For normal SSE requests, auth can ride in headers or cookies. Browser WebSockets are trickier because the constructor does not let client code set arbitrary headers. Tako handles that with a first text frame:

```json
{ "type": "tako.auth", "token": "Bearer abc", "lastMessageId": "123" }
```

If a channel requires header auth and the WebSocket upgrade did not include that header, the proxy waits up to five seconds for this frame. It parses the token as the declared header value, asks your app's `verify` callback through `POST /channels/authorize`, and only then starts replaying or accepting publish frames.
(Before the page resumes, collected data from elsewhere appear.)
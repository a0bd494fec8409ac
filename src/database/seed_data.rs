use anyhow::Result;
use chrono::{Duration, Utc};
use sea_orm::*;
use tracing::info;
use uuid::Uuid;

use crate::database::entities::{
    blog_posts, projects, projects::Technologies, testimonials,
};
use crate::services::estimate_read_time;

/// Inserts a small published portfolio so a fresh database renders something.
/// Does nothing when any project already exists.
pub async fn create_example_content(db: &DatabaseConnection) -> Result<()> {
    let existing = projects::Entity::find().count(db).await?;
    if existing > 0 {
        info!("Projects already present, skipping seed data creation");
        return Ok(());
    }

    info!("Creating example portfolio content");
    let now = Utc::now();

    let sample_projects = [
        (
            "E-Commerce Platform",
            "A full-stack e-commerce solution featuring user authentication, product management, and payment integration.",
            vec!["React", "Laravel", "MySQL", "Bootstrap"],
            "Full Stack",
            true,
        ),
        (
            "Business Analytics Dashboard",
            "Interactive dashboard for business intelligence with data visualization, reporting features, and real-time analytics.",
            vec!["Python", "React", "MySQL", "Chart.js"],
            "Data Analysis",
            true,
        ),
        (
            "Task Management System",
            "Collaborative task management application with real-time updates, team collaboration features, and project tracking.",
            vec!["React", "PHP", "MySQL", "WebSockets"],
            "Web Application",
            false,
        ),
    ];

    for (offset, (title, description, technologies, category, featured)) in
        sample_projects.into_iter().enumerate()
    {
        projects::ActiveModel {
            id: Set(Uuid::new_v4().to_string()),
            title: Set(title.to_string()),
            description: Set(description.to_string()),
            technologies: Set(Technologies(
                technologies.into_iter().map(str::to_string).collect(),
            )),
            category: Set(category.to_string()),
            image: Set(None),
            github_url: Set(None),
            live_url: Set(None),
            featured: Set(featured),
            created_at: Set(now - Duration::days(offset as i64)),
        }
        .insert(db)
        .await?;
    }

    let sample_testimonials = [
        (
            "Sarah Johnson",
            "Project Manager",
            "Tech Solutions Inc.",
            "Technical expertise combined with business analysis skills made for an invaluable team member who bridges requirements and delivery.",
        ),
        (
            "Michael Chen",
            "Senior Developer",
            "Digital Innovations Ltd.",
            "Excellent code quality and a keen eye for user experience design. Highly recommended for any development project.",
        ),
    ];

    for (offset, (name, position, company, content)) in sample_testimonials.into_iter().enumerate() {
        testimonials::ActiveModel {
            id: Set(Uuid::new_v4().to_string()),
            name: Set(name.to_string()),
            position: Set(position.to_string()),
            company: Set(company.to_string()),
            content: Set(content.to_string()),
            avatar: Set(None),
            rating: Set(5),
            approved: Set(true),
            created_at: Set(now - Duration::days(offset as i64)),
        }
        .insert(db)
        .await?;
    }

    let content = "Full-stack development keeps moving: typed APIs, server-side rendering \
                   and edge deployments change how web applications are built. This post \
                   walks through the trends worth following and the ones worth waiting out.";
    blog_posts::ActiveModel {
        id: Set(Uuid::new_v4().to_string()),
        title: Set("The Future of Full-Stack Development".to_string()),
        excerpt: Set("Exploring emerging trends in full-stack development.".to_string()),
        content: Set(content.to_string()),
        category: Set("Development".to_string()),
        image: Set(None),
        date: Set(now),
        read_time: Set(estimate_read_time(content)),
        published: Set(true),
        created_at: Set(now),
        updated_at: Set(now),
    }
    .insert(db)
    .await?;

    info!("Example portfolio content created");
    Ok(())
}
use sea_orm_migration::prelude::*;

mod m001_create_portfolio_tables;

pub struct Migrator;

#[async_trait::async_trait]
impl MigratorTrait for Migrator {
    fn migrations() -> Vec<Box<dyn MigrationTrait>> {
        vec![Box::new(m001_create_portfolio_tables::Migration)]
    }
}
//! Contact notification delivery
//!
//! A [`NotificationDispatcher`] formats a contact submission and hands it to a
//! [`Mailer`]. Delivery is reported as a [`Delivery`] value rather than an
//! error: a stored submission stays stored whatever the relay does.

use async_trait::async_trait;
use lettre::{
    message::{header::ContentType, Mailbox},
    transport::smtp::authentication::Credentials,
    Address, AsyncSmtpTransport, AsyncTransport, Message, Tokio1Executor,
};
use std::sync::{Arc, Mutex};
use thiserror::Error;
use tracing::{debug, info, warn};

use crate::config::MailConfig;

#[derive(Debug, Error)]
pub enum NotificationError {
    /// Relay settings absent or unusable; carries the reason
    #[error("Email relay not configured ({0})")]
    NotConfigured(String),

    #[error("Invalid email address: {0}")]
    Address(#[from] lettre::address::AddressError),

    #[error("Failed to build email: {0}")]
    Message(#[from] lettre::error::Error),

    #[error("SMTP error: {0}")]
    Transport(#[from] lettre::transport::smtp::Error),
}

/// The plain-text message sent for one contact submission.
#[derive(Clone, Debug, PartialEq, Eq)]
pub struct ContactNotification {
    pub name: String,
    pub email: String,
    pub subject: String,
    pub message: String,
}

impl ContactNotification {
    pub fn subject_line(&self) -> String {
        format!("Portfolio Contact Form: {}", self.subject)
    }

    pub fn body(&self) -> String {
        format!(
            "You received a new message from your portfolio contact form:\n\n\
             Name: {}\n\
             Email: {}\n\
             Subject: {}\n\
             Message:\n{}\n",
            self.name, self.email, self.subject, self.message
        )
    }
}

/// Outbound mail collaborator.
#[async_trait]
pub trait Mailer: Send + Sync {
    async fn send(&self, notification: &ContactNotification) -> Result<(), NotificationError>;
}

struct Relay {
    transport: AsyncSmtpTransport<Tokio1Executor>,
    from: Mailbox,
    to: Mailbox,
}

/// SMTP relay built once at startup from [`MailConfig`].
///
/// Building never fails: when the settings cannot produce a relay the
/// reason is kept and every send reports it as
/// [`NotificationError::NotConfigured`].
pub struct SmtpMailer {
    relay: Result<Relay, String>,
}

impl SmtpMailer {
    pub fn from_config(config: &MailConfig) -> Self {
        let relay = Self::build_relay(config);
        match &relay {
            Ok(_) => info!("Mail relay configured: {}:{}", config.host, config.port),
            Err(reason) => warn!(
                "Mail relay unavailable ({}); contact notifications will not be sent",
                reason
            ),
        }
        Self { relay }
    }

    fn build_relay(config: &MailConfig) -> Result<Relay, String> {
        let (Some(recipient), Some(username), Some(password)) =
            (&config.recipient, &config.username, &config.password)
        else {
            return Err(format!("missing {}", config.missing_keys().join(", ")));
        };

        let to = recipient
            .parse::<Mailbox>()
            .map_err(|err| format!("invalid {}: {}", MailConfig::RECIPIENT_KEY, err))?;
        let from = username
            .parse::<Mailbox>()
            .map_err(|err| format!("invalid {}: {}", MailConfig::USERNAME_KEY, err))?;

        let builder = if config.starttls {
            AsyncSmtpTransport::<Tokio1Executor>::starttls_relay(&config.host)
        } else {
            AsyncSmtpTransport::<Tokio1Executor>::relay(&config.host)
        }
        .map_err(|err| format!("invalid {} '{}': {}", MailConfig::HOST_KEY, config.host, err))?;

        let transport = builder
            .port(config.port)
            .credentials(Credentials::new(username.clone(), password.clone()))
            .timeout(Some(config.timeout))
            .build();

        Ok(Relay { transport, from, to })
    }
}

#[async_trait]
impl Mailer for SmtpMailer {
    async fn send(&self, notification: &ContactNotification) -> Result<(), NotificationError> {
        let relay = self
            .relay
            .as_ref()
            .map_err(|reason| NotificationError::NotConfigured(reason.clone()))?;

        let reply_to = Mailbox::new(
            Some(notification.name.clone()),
            notification.email.parse::<Address>()?,
        );
        let email = Message::builder()
            .from(relay.from.clone())
            .reply_to(reply_to)
            .to(relay.to.clone())
            .subject(notification.subject_line())
            .header(ContentType::TEXT_PLAIN)
            .body(notification.body())?;

        relay.transport.send(email).await?;
        Ok(())
    }
}

/// Keeps every notification in memory instead of sending it.
#[derive(Default)]
pub struct MemoryMailer {
    sent: Mutex<Vec<ContactNotification>>,
}

impl MemoryMailer {
    pub fn new() -> Self {
        Self::default()
    }

    pub fn sent(&self) -> Vec<ContactNotification> {
        self.sent
            .lock()
            .map(|sent| sent.clone())
            .unwrap_or_default()
    }
}

#[async_trait]
impl Mailer for MemoryMailer {
    async fn send(&self, notification: &ContactNotification) -> Result<(), NotificationError> {
        if let Ok(mut sent) = self.sent.lock() {
            sent.push(notification.clone());
        }
        Ok(())
    }
}

/// Outcome of one notification attempt.
#[derive(Clone, Debug, PartialEq, Eq)]
pub enum Delivery {
    Delivered,
    Failed(String),
}

impl Delivery {
    pub fn is_delivered(&self) -> bool {
        matches!(self, Delivery::Delivered)
    }
}

#[derive(Clone)]
pub struct NotificationDispatcher {
    mailer: Arc<dyn Mailer>,
}

impl NotificationDispatcher {
    pub fn new(mailer: Arc<dyn Mailer>) -> Self {
        Self { mailer }
    }

    /// Sends the notification and waits for the relay's answer. Failures are
    /// logged and returned as [`Delivery::Failed`], never propagated.
    pub async fn notify(&self, notification: &ContactNotification) -> Delivery {
        match self.mailer.send(notification).await {
            Ok(()) => {
                debug!("Contact notification delivered for {}", notification.email);
                Delivery::Delivered
            }
            Err(err) => {
                warn!(
                    operation = "contact_notification",
                    sender = %notification.email,
                    error = %err,
                    "Failed to deliver contact notification"
                );
                Delivery::Failed(err.to_string())
            }
        }
    }
}

#[cfg(test)]
mod tests {
    use super::*;

    fn notification() -> ContactNotification {
        ContactNotification {
            name: "Sarah Johnson".to_string(),
            email: "sarah.johnson@techcorp.com".to_string(),
            subject: "Collaboration Opportunity".to_string(),
            message: "Could we schedule a call this week?".to_string(),
        }
    }

    #[test]
    fn formats_subject_and_body() {
        let n = notification();
        assert_eq!(n.subject_line(), "Portfolio Contact Form: Collaboration Opportunity");

        let body = n.body();
        assert!(body.contains("Name: Sarah Johnson"));
        assert!(body.contains("Email: sarah.johnson@techcorp.com"));
        assert!(body.contains("Subject: Collaboration Opportunity"));
        assert!(body.ends_with("Could we schedule a call this week?\n"));
    }

    #[tokio::test]
    async fn unconfigured_relay_fails_at_send_time() {
        let config = MailConfig::from_map(&Default::default());
        let mailer = SmtpMailer::from_config(&config);

        let err = mailer.send(&notification()).await.unwrap_err();
        assert!(matches!(err, NotificationError::NotConfigured(_)));
        assert!(err.to_string().contains("EMAIL_PASSWORD"));
    }

    #[tokio::test]
    async fn unparsable_addresses_fail_at_send_time() {
        let config = |user: &str, to: &str| {
            MailConfig::from_map(
                &[
                    ("EMAIL_TO", to),
                    ("EMAIL_USER", user),
                    ("EMAIL_PASSWORD", "app-password"),
                ]
                .iter()
                .map(|(k, v)| (k.to_string(), v.to_string()))
                .collect(),
            )
        };

        let mailer = SmtpMailer::from_config(&config("apikey", "owner@example.com"));
        let err = mailer.send(&notification()).await.unwrap_err();
        assert!(matches!(err, NotificationError::NotConfigured(_)));
        assert!(err.to_string().contains("EMAIL_USER"));

        let mailer = SmtpMailer::from_config(&config("relay@example.com", "not an address"));
        let err = mailer.send(&notification()).await.unwrap_err();
        assert!(err.to_string().contains("EMAIL_TO"));
    }

    #[tokio::test]
    async fn dispatcher_reports_failure_without_error() {
        let config = MailConfig::from_map(&Default::default());
        let dispatcher =
            NotificationDispatcher::new(Arc::new(SmtpMailer::from_config(&config)));

        let delivery = dispatcher.notify(&notification()).await;
        assert!(!delivery.is_delivered());
    }

    #[tokio::test]
    async fn memory_mailer_records_notifications() {
        let mailer = Arc::new(MemoryMailer::new());
        let dispatcher = NotificationDispatcher::new(mailer.clone());

        assert_eq!(dispatcher.notify(&notification()).await, Delivery::Delivered);
        assert_eq!(mailer.sent(), vec![notification()]);
    }
}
That keeps auth in one place: your callback still receives `{ header, cookie, params, channel, operation }`, and `operation` tells you whether the request is subscribing, connecting, or publishing. Cookie-only auth still works too; set `headerName: false` and `cookieName` in the channel definition.

```d2
direction: right

browser: Browser {
  style.fill: "#9BC4B6"
}
proxy: Tako Proxy {
  style.fill: "#E88783"
}
app: "Your app auth callback" {
  style.fill: "#FFF9F4"
  style.stroke: "#2F2A44"
}
store: "SQLite replay window" {
  style.fill: "#E88783"
}

browser -> proxy: "GET /channels/chat?roomId=lobby\nUpgrade: websocket"
browser -> proxy: "first frame: tako.auth + lastMessageId"
proxy -> app: "POST /channels/authorize"
app -> proxy: "ok + subject + lifecycle"
proxy -> store: "replay after cursor"
proxy -> browser: "ChannelMessage frames"
```

## Publish, replay, reconnect

Server-side publish is just an import. Parameterized channels are callable, so binding params and publishing a typed message are the same motion:

```ts
import chat from "../channels/chat";

await chat({ roomId: "lobby" }).publish({
  type: "msg",
  data: { text: "hi", userId: "u_123" },
});
```

The `.$messageTypes<ChatMessages>()` call is type-only, but it is enough for TypeScript to reject the wrong message type or payload shape. At runtime, the proxy appends messages to the channel's bounded replay window and fans them out to connected clients.

Reconnects use that same message id. SSE resumes with `Last-Event-ID`; WebSocket resumes with `last_message_id` in the query string or `lastMessageId` in the first auth frame. Browser clients keep reconnecting until explicitly closed, using bounded exponential backoff with jitter, and wake early when the browser reports it is online again. If the cursor has fallen out of the replay window, Tako returns `410 Gone` instead of pretending nothing was missed.

That is the part we care about most: params, auth, publish, replay, and reconnects are not five features you glue together. They are one channel definition, served by the same proxy that handles [deployment](/docs/deployment), [local HTTPS development](/docs/development), and the rest of your app's platform boundary. The [durable channels announcement](/blog/durable-channels-built-in) explains why Tako owns the socket; this is the TypeScript shape that makes it pleasant to use.